> [Brief]: Copy out every entry, keeping each character the same.
Study material section start
//! linkmon
//!
//! URLを登録し、要求時にHTTP GETでプローブして稼働状況を記録するリンク監視サーバー

#![warn(missing_docs)]

/// REST APIハンドラー
pub mod api;

/// サーバー初期化
pub mod bootstrap;

/// CLIインターフェース
pub mod cli;

/// 共通型（エラー）
pub mod common;

/// 環境変数設定
pub mod config;

/// データベースアクセス
pub mod db;

/// リンクプローブ
pub mod health;

/// ロギング初期化
pub mod logging;

/// リンクレジストリ
pub mod registry;

/// サーバー起動
pub mod server;

/// 型定義
pub mod types;

/// アプリケーション状態
#[derive(Clone)]
pub struct AppState {
    /// データベース接続プール
    pub db_pool: sqlx::SqlitePool,
    /// リンクレジストリ
    pub links: registry::LinkRegistry,
    /// リンクプローバー
    pub prober: health::LinkProber,
}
Study material section end
> [Task result]:
//! linkmon
//!
//! URLを登録し、要求時にHTTP GETでプローブして稼働状況を記録するリンク監視サーバー

#![warn(missing_docs)]

/// REST APIハンドラー
pub mod api;

/// サーバー初期化
pub mod bootstrap;

/// CLIインターフェース
pub mod cli;

/// 共通型（エラー）
pub mod common;

/// 環境変数設定
pub mod config;

/// データベースアクセス
pub mod db;

/// リンクプローブ
pub mod health;

/// ロギング初期化
pub mod logging;

/// リンクレジストリ
pub mod registry;

/// サーバー起動
pub mod server;

/// 型定義
pub mod types;

/// アプリケーション状態
#[derive(Clone)]
pub struct AppState {
    /// データベース接続プール
    pub db_pool: sqlx::SqlitePool,
    /// リンクレジストリ
    pub links: registry::LinkRegistry,
    /// リンクプローバー
    pub prober: health::LinkProber,
}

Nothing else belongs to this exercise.